Australian housing values grew 22.1% last year, but according to CoreLogic data the rate of growth is slowing across most capital cities.

CoreLogic's Property Pulse report shows while the rate of dwelling value appreciation is slowing, capital city and broad ‘rest of state’ markets are yet to peak.

CoreLogic’s Research Director Tim Lawless outlined how to identify a market has peaked, and the trends property watchers should be keeping an eye on.

"To categorise a market peak across a region, we would generally be looking for a consistent trend in negative monthly movements," Mr Lawless said.

"To date, the quarterly trend remains positive across the major regions, with the only exception being Darwin houses, which is the only capital city housing sector to record a negative quarterly change."
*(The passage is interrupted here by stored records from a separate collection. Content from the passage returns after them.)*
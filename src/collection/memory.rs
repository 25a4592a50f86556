//! Process-local collection backend.

use std::collections::{HashMap, HashSet};
use std::sync::atomic::{AtomicUsize, Ordering};
use std::sync::Arc;

use async_trait::async_trait;
use parking_lot::RwLock;
use serde_json::Value;

use super::{reject_empty_batch, Collection, Database, DocumentSet, IdGenerator, Operation};
use crate::error::{CollectionError, CollectionResult};
use crate::query::{Document, Filter, FindOptions, IndexSpec, Pipeline};

/// Database whose collections live in memory.
///
/// Collections are created on first use and shared by name, so a test can
/// reach the same collection the repository writes to.
#[derive(Default)]
pub struct MemoryDatabase {
    collections: RwLock<HashMap<String, Arc<MemoryCollection>>>,
}

impl MemoryDatabase {
    pub fn new() -> Self {
        Self::default()
    }

    /// Typed handle to a collection (created if missing).
    pub fn memory_collection(&self, name: &str) -> Arc<MemoryCollection> {
        if let Some(existing) = self.collections.read().get(name) {
            return Arc::clone(existing);
        }
        let mut collections = self.collections.write();
        Arc::clone(
            collections
                .entry(name.to_string())
                .or_insert_with(|| Arc::new(MemoryCollection::new(name))),
        )
    }

    pub fn collection_names(&self) -> Vec<String> {
        let mut names: Vec<String> = self.collections.read().keys().cloned().collect();
        names.sort();
        names
    }
}

impl Database for MemoryDatabase {
    fn collection(&self, name: &str) -> CollectionResult<Arc<dyn Collection>> {
        Ok(self.memory_collection(name))
    }
}

/// In-memory collection.
///
/// Failures can be injected per operation to exercise error paths.
pub struct MemoryCollection {
    name: String,
    set: RwLock<DocumentSet>,
    ids: IdGenerator,
    failing: RwLock<HashSet<Operation>>,
    insert_calls: AtomicUsize,
}

impl MemoryCollection {
    pub fn new(name: impl Into<String>) -> Self {
        Self {
            name: name.into(),
            set: RwLock::new(DocumentSet::default()),
            ids: IdGenerator::starting_at(1),
            failing: RwLock::new(HashSet::new()),
            insert_calls: AtomicUsize::new(0),
        }
    }

    /// Make every subsequent `op` fail (or succeed again).
    pub fn set_fail_on(&self, op: Operation, fail: bool) {
        let mut failing = self.failing.write();
        if fail {
            failing.insert(op);
        } else {
            failing.remove(&op);
        }
    }

    /// Number of successful insert batches.
    pub fn insert_calls(&self) -> usize {
        self.insert_calls.load(Ordering::SeqCst)
    }

    /// Number of stored documents.
    pub fn len(&self) -> usize {
        self.set.read().len()
    }

    pub fn is_empty(&self) -> bool {
        self.len() == 0
    }

    pub fn indexes(&self) -> Vec<IndexSpec> {
        self.set.read().indexes()
    }

    /// Every stored document, in insertion order.
    pub fn documents(&self) -> Vec<Document> {
        self.set.read().find(&Filter::All, &FindOptions::default())
    }

    fn check(&self, op: Operation) -> CollectionResult<()> {
        if self.failing.read().contains(&op) {
            return Err(CollectionError::Unavailable {
                collection: self.name.clone(),
                reason: format!("injected {:?} failure", op),
            });
        }
        Ok(())
    }
}

#[async_trait]
impl Collection for MemoryCollection {
    fn name(&self) -> &str {
        &self.name
    }

    async fn find(&self, filter: &Filter, options: &FindOptions) -> CollectionResult<Vec<Document>> {
        self.check(Operation::Find)?;
        Ok(self.set.read().find(filter, options))
    }

    async fn insert(&self, docs: Vec<Document>) -> CollectionResult<()> {
        self.check(Operation::Insert)?;
        reject_empty_batch(&self.name, &docs)?;

        let mut set = self.set.write();
        for mut doc in docs {
            self.ids.assign(&mut doc);
            set.push(doc);
        }
        self.insert_calls.fetch_add(1, Ordering::SeqCst);
        Ok(())
    }

    async fn aggregate(&self, pipeline: &Pipeline) -> CollectionResult<Vec<Document>> {
        self.check(Operation::Aggregate)?;
        Ok(self.set.read().aggregate(pipeline))
    }

    async fn distinct(&self, field: &str, filter: &Filter) -> CollectionResult<Vec<Value>> {
        self.check(Operation::Distinct)?;
        Ok(self.set.read().distinct(field, filter))
    }

    async fn ensure_index(&self, index: IndexSpec) -> CollectionResult<()> {
        self.check(Operation::EnsureIndex)?;
        self.set.write().ensure_index(index);
        Ok(())
    }
}
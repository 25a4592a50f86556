//! Store-level notifications.
//!
//! The repository owns a [`Notifier`] and broadcasts on it:
//! - setup failures: index creation and connection errors
//! - committed entities
//! - written snapshots
//!
//! Each subscriber gets a bounded queue; a subscriber that falls behind is
//! dropped rather than slowing the store down.
//!
//! # Example
//!
//! ```ignore
//! let handle = repository.notifier().subscribe(NotificationConfig {
//!     filter: NotificationFilter::errors(),
//!     ..Default::default()
//! });
//!
//! while let Ok(notification) = handle.recv() {
//!     if let StoreNotification::Error { message, .. } = notification {
//!         eprintln!("store error: {}", message);
//!     }
//! }
//! ```

mod manager;
mod types;

pub use manager::Notifier;
pub use types::{
    DropReason, NotificationConfig, NotificationFilter, NotificationHandle, StoreNotification,
    SubscriptionId,
};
Mr Lawless also explained the difference in identifying peak growth and peak rate of growth.

"Although we can’t see any evidence that specific housing markets have peaked, it is clear that most markets have moved through a peak rate of growth," he said.
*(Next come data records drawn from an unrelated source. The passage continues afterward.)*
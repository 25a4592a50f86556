//! Notifier broadcasting store notifications to subscribers.

use std::collections::HashMap;
use std::sync::atomic::{AtomicU64, Ordering};

use crossbeam_channel::{bounded, Sender};
use parking_lot::RwLock;
use tracing::warn;

use super::types::{
    DropReason, NotificationConfig, NotificationHandle, StoreNotification, SubscriptionId,
};
use crate::collection::Operation;
use crate::error::CollectionError;
use crate::types::{Identity, Revision};

struct Subscription {
    config: NotificationConfig,
    sender: Sender<StoreNotification>,
}

impl Subscription {
    /// Returns false if the buffer is full or the receiver is gone.
    fn try_send(&self, notification: StoreNotification) -> bool {
        self.sender.try_send(notification).is_ok()
    }

    fn wants(&self, notification: &StoreNotification) -> bool {
        let filter = &self.config.filter;
        match notification {
            StoreNotification::Error { .. } => filter.include_errors,
            StoreNotification::Committed { .. } => filter.include_commits,
            StoreNotification::Snapshotted { .. } => filter.include_snapshots,
            StoreNotification::Dropped { .. } => true,
        }
    }
}

/// Fan-out of store notifications.
pub struct Notifier {
    subscriptions: RwLock<HashMap<SubscriptionId, Subscription>>,
    next_id: AtomicU64,
}

impl Notifier {
    pub fn new() -> Self {
        Self {
            subscriptions: RwLock::new(HashMap::new()),
            next_id: AtomicU64::new(1),
        }
    }

    pub fn subscribe(&self, config: NotificationConfig) -> NotificationHandle {
        let id = SubscriptionId(self.next_id.fetch_add(1, Ordering::SeqCst));
        let (sender, receiver) = bounded(config.buffer_size);

        self.subscriptions
            .write()
            .insert(id, Subscription { config, sender });

        NotificationHandle { id, receiver }
    }

    pub fn unsubscribe(&self, id: SubscriptionId) {
        if let Some(sub) = self.subscriptions.write().remove(&id) {
            let _ = sub.sender.try_send(StoreNotification::Dropped {
                reason: DropReason::Unsubscribed,
            });
        }
    }

    pub fn subscription_count(&self) -> usize {
        self.subscriptions.read().len()
    }

    /// Report a storage failure. Database adapters use this for failures
    /// that happen outside any repository call (e.g. a lost connection).
    pub fn report_error(&self, operation: Operation, collection: &str, error: &CollectionError) {
        warn!(?operation, collection, error = %error, "storage operation failed");
        self.broadcast(StoreNotification::Error {
            operation,
            collection: collection.to_string(),
            message: error.to_string(),
        });
    }

    pub fn broadcast_commit(&self, entity: &str, id: &Identity, revision: Revision, events: usize) {
        self.broadcast(StoreNotification::Committed {
            entity: entity.to_string(),
            id: id.clone(),
            revision,
            events,
        });
    }

    pub fn broadcast_snapshot(&self, entity: &str, id: &Identity, revision: Revision) {
        self.broadcast(StoreNotification::Snapshotted {
            entity: entity.to_string(),
            id: id.clone(),
            revision,
        });
    }

    /// Send to every interested subscriber, dropping those that can't keep up.
    fn broadcast(&self, notification: StoreNotification) {
        let mut to_remove = Vec::new();

        {
            let subs = self.subscriptions.read();
            for (id, sub) in subs.iter() {
                if sub.wants(&notification) && !sub.try_send(notification.clone()) {
                    to_remove.push(*id);
                }
            }
        }

        if !to_remove.is_empty() {
            let mut subs = self.subscriptions.write();
            for id in to_remove {
                if let Some(sub) = subs.remove(&id) {
                    let _ = sub.sender.try_send(StoreNotification::Dropped {
                        reason: DropReason::BufferOverflow,
                    });
                }
            }
        }
    }
}

impl Default for Notifier {
    fn default() -> Self {
        Self::new()
    }
}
"What I mean by that is the point at which markets achieved their biggest monthly growth rate. We saw most of the capitals moved through a peak rate of growth around March last year."

Queensland still seeing growth

"The only broad regions avoiding a slowdown in the pace of growth in housing values are Brisbane, Adelaide and regional Queensland," Mr Lawless said.

"These markets are benefitting from a healthier level of affordability compared with the largest capitals along with a positive demographic trend and consistently low advertised stock levels.

"We could see our two biggest capital city markets Sydney and Melbourne hit their peak later this year although the timing is highly uncertain and depends on a broad range of influences."

Also read: Brisbane suburbs tipped for growth in 2022

Key signals a market is approaching its peak

"Normally, housing growth trends will gradually slow before moving into a correction phase, which is what we are seeing at the moment," Mr Lawless said.

"However, this isn’t always the case. During periods of shock such as the GFC or early in the pandemic, housing trends turned quite sharply into negative territory."

Other signs to watch for include:

  • Rising advertised stock levels.
  • Affordability constraints.
  • Weakening auction clearance rates, and
  • Softening vendor metrics such as longer days-on-market and larger levels of discounting.

What to expect following a market peak

“Once a market peaks, the typical trend is that values will experience a period of decline,” Mr Lawless said.

“The duration and severity of the decline is dependent on a broad range of both macro and micro factors.”

Since the late 1980s, Australia has experienced national downturns that have ranged in severity from a -1.0% peak to trough decline in 2015-16, a temporary correction following the first round of credit tightening via the prudential regulator's 10% 'speed' limit on investment lending, to the most recent -8.4% decline experienced during the 2017-19 downturn.